And I'm not suggesting that there is no functional or physical problem in ME. I am quite sure that people with ME who cannot eat cannot eat.
Re Speight and Weir:
They emphasise that the cause of inability to eat is physical, contrasting it with psychological.
Surely that's an understandable approach though, if you are trying to get specific investigations into physical problems, or when faced with people who don't believe in pandering to a patient with what they believe is a problem that could be fixed if the patient just (consciously) thought differently?
That is, when they are dealing with people like those you describe below:
It is clear that they hive off cases for psychological intervention despite low quality or very low quality evidence.
I too get frustrated when people claim that there is stronger evidence for a 'physical cause' of ME/CFS than there is. However, I think if we were advocating for specific patients with ME/CFS at risk of death and facing a decision-maker who thinks that people with a psychological reason for not eating should be denied assisted feeding, we too might say what Weir is saying. Which is essentially I think, that the difficulty eating is not a problem that can be fixed by the person consciously thinking better; they cannot be fixed by talking therapy. (It might be fixed by making the brain work better, but that is different). I don't see what Speight and Weir have been reported as saying here is terribly unreasonable given the work that they are doing. I think they are mostly saying, 'psychological approaches: talking therapies and games of withholding food won't fix this person'. I think they have probably seen enough cases first-hand to say that.

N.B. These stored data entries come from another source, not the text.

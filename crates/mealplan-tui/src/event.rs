//! Terminal event polling

use crossterm::event::{self, Event, KeyCode, KeyModifiers};
use mealplan_app::message::Message;
use mealplan_app::InputKey;
use mealplan_core::prelude::*;
use std::time::Duration;

/// How long a poll waits for input before yielding a tick
pub const POLL_INTERVAL: Duration = Duration::from_millis(50);

/// Convert crossterm KeyEvent to InputKey
pub fn key_event_to_input(key: crossterm::event::KeyEvent) -> Option<InputKey> {
    match key.code {
        KeyCode::Char(c) if key.modifiers.contains(KeyModifiers::CONTROL) => {
            Some(InputKey::CharCtrl(c))
        }
        KeyCode::Char(c) => Some(InputKey::Char(c)),
        KeyCode::Enter => Some(InputKey::Enter),
        KeyCode::Esc => Some(InputKey::Esc),
        KeyCode::Tab if key.modifiers.contains(KeyModifiers::SHIFT) => Some(InputKey::BackTab),
        KeyCode::Tab => Some(InputKey::Tab),
        KeyCode::BackTab => Some(InputKey::BackTab),
        KeyCode::Backspace => Some(InputKey::Backspace),
        KeyCode::Delete => Some(InputKey::Delete),
        KeyCode::Up => Some(InputKey::Up),
        KeyCode::Down => Some(InputKey::Down),
        KeyCode::Left => Some(InputKey::Left),
        KeyCode::Right => Some(InputKey::Right),
        KeyCode::Home => Some(InputKey::Home),
        KeyCode::End => Some(InputKey::End),
        KeyCode::PageUp => Some(InputKey::PageUp),
        KeyCode::PageDown => Some(InputKey::PageDown),
        _ => None,
    }
}

/// Poll for terminal events, returning a tick when nothing arrives in time
pub fn poll() -> Result<Option<Message>> {
    if !event::poll(POLL_INTERVAL)? {
        return Ok(Some(Message::Tick {
            today: chrono::Local::now().date_naive(),
        }));
    }

    match event::read()? {
        Event::Key(key) if key.kind == event::KeyEventKind::Press => {
            Ok(key_event_to_input(key).map(Message::Key))
        }
        _ => Ok(None),
    }
}

#[cfg(test)]
mod tests {
    use super::*;
    use crossterm::event::KeyEvent;

    #[test]
    fn test_char_conversion() {
        let key = KeyEvent::new(KeyCode::Char('a'), KeyModifiers::NONE);
        assert_eq!(key_event_to_input(key), Some(InputKey::Char('a')));
    }

    #[test]
    fn test_char_with_ctrl_conversion() {
        let key = KeyEvent::new(KeyCode::Char('s'), KeyModifiers::CONTROL);
        assert_eq!(key_event_to_input(key), Some(InputKey::CharCtrl('s')));
    }

    #[test]
    fn test_navigation_keys() {
        assert_eq!(
            key_event_to_input(KeyEvent::new(KeyCode::Up, KeyModifiers::NONE)),
            Some(InputKey::Up)
        );
        assert_eq!(
            key_event_to_input(KeyEvent::new(KeyCode::Down, KeyModifiers::NONE)),
            Some(InputKey::Down)
        );
        assert_eq!(
            key_event_to_input(KeyEvent::new(KeyCode::Left, KeyModifiers::NONE)),
            Some(InputKey::Left)
        );
        assert_eq!(
            key_event_to_input(KeyEvent::new(KeyCode::Right, KeyModifiers::NONE)),
            Some(InputKey::Right)
        );
    }

    #[test]
    fn test_form_keys() {
        assert_eq!(
            key_event_to_input(KeyEvent::new(KeyCode::Enter, KeyModifiers::NONE)),
            Some(InputKey::Enter)
        );
        assert_eq!(
            key_event_to_input(KeyEvent::new(KeyCode::Esc, KeyModifiers::NONE)),
            Some(InputKey::Esc)
        );
        assert_eq!(
            key_event_to_input(KeyEvent::new(KeyCode::Backspace, KeyModifiers::NONE)),
            Some(InputKey::Backspace)
        );
        assert_eq!(
            key_event_to_input(KeyEvent::new(KeyCode::Delete, KeyModifiers::NONE)),
            Some(InputKey::Delete)
        );
    }

    #[test]
    fn test_backtab_with_shift() {
        let key = KeyEvent::new(KeyCode::Tab, KeyModifiers::SHIFT);
        assert_eq!(key_event_to_input(key), Some(InputKey::BackTab));
        let key = KeyEvent::new(KeyCode::BackTab, KeyModifiers::SHIFT);
        assert_eq!(key_event_to_input(key), Some(InputKey::BackTab));
    }

    #[test]
    fn test_page_keys() {
        assert_eq!(
            key_event_to_input(KeyEvent::new(KeyCode::PageUp, KeyModifiers::NONE)),
            Some(InputKey::PageUp)
        );
        assert_eq!(
            key_event_to_input(KeyEvent::new(KeyCode::PageDown, KeyModifiers::NONE)),
            Some(InputKey::PageDown)
        );
    }

    #[test]
    fn test_shifted_characters_stay_plain_chars() {
        let key = KeyEvent::new(KeyCode::Char('$'), KeyModifiers::SHIFT);
        assert_eq!(key_event_to_input(key), Some(InputKey::Char('$')));
    }

    #[test]
    fn test_unsupported_keys_are_ignored() {
        assert_eq!(
            key_event_to_input(KeyEvent::new(KeyCode::Insert, KeyModifiers::NONE)),
            None
        );
        assert_eq!(
            key_event_to_input(KeyEvent::new(KeyCode::F(5), KeyModifiers::NONE)),
            None
        );
    }
}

I really don't see the advantage of us labelling the eating difficulties that are part of severe ME/CFS as 'eating disorders'. If a person can't eat because they don't have the capacity to chew, I'd rather see that termed an eating difficulty. 'Eating disorder' means to virtually everyone who hears it 'could be fixed if the person thought differently about food'. If the person has a perception of a lack of energy to chew or to digest, then there is probably a perception of a lack of energy for walking to the bathroom. So now the person has a walking disorder as well - another way of putting it is a functional neurological disorder - all also supposedly amenable to being fixed by talking therapy, even though the evidence for that is very weak.
I can see the problem but I think it may be important not to be squeamish about this. Lives depend on it.
I don't think that suggesting that 'eating disorders' are part of the spectrum of ME/CFS symptoms is going to stop people being harmed by the medical system. Quite the contrary, I think it will further reduce the likelihood of all of our symptoms (ME/CFS-related or not) being taken seriously. I think it will result in families withdrawing support, and people struggling to get welfare support and make insurance claims. Because the assumption will be that we could be well if we wanted to be; if we accepted we have a psychological problem and underwent psychological treatment.
People treated for craniopharyngeoma can rightly be said to have disordered eating behaviour. Why not ME?
Why not ME? Because right now, we don't know what causes ME/CFS. We can speculate, but none of us really knows. That lack of knowledge makes us easy pickings for people who think we just need CBT to fix our faulty illness perceptions. We don't have a tumour, or the hole left after the excision of the tumour, to point to, to say 'no, the difficulties I have won't be fixed by a course of mindfulness and a reframing of my (non-existent) childhood trauma, so, stop making my medical care and welfare support contingent on me doing that'. We can argue about what words
should mean, even what they do mean to some people, but these words like 'functional neurological disorder', 'eating disorder', they have established meanings among very many people that imply that certain psychological treatments help. I don't think we are going to manage to change the perception of them.
We need research into the various reasons why some people have difficulty eating in ME/CFS. If it turns out that gastroparesis or probably more accurately slow intestinal motility isn't a thing in ME/CFS, fine, we can work on stopping people saying that it is.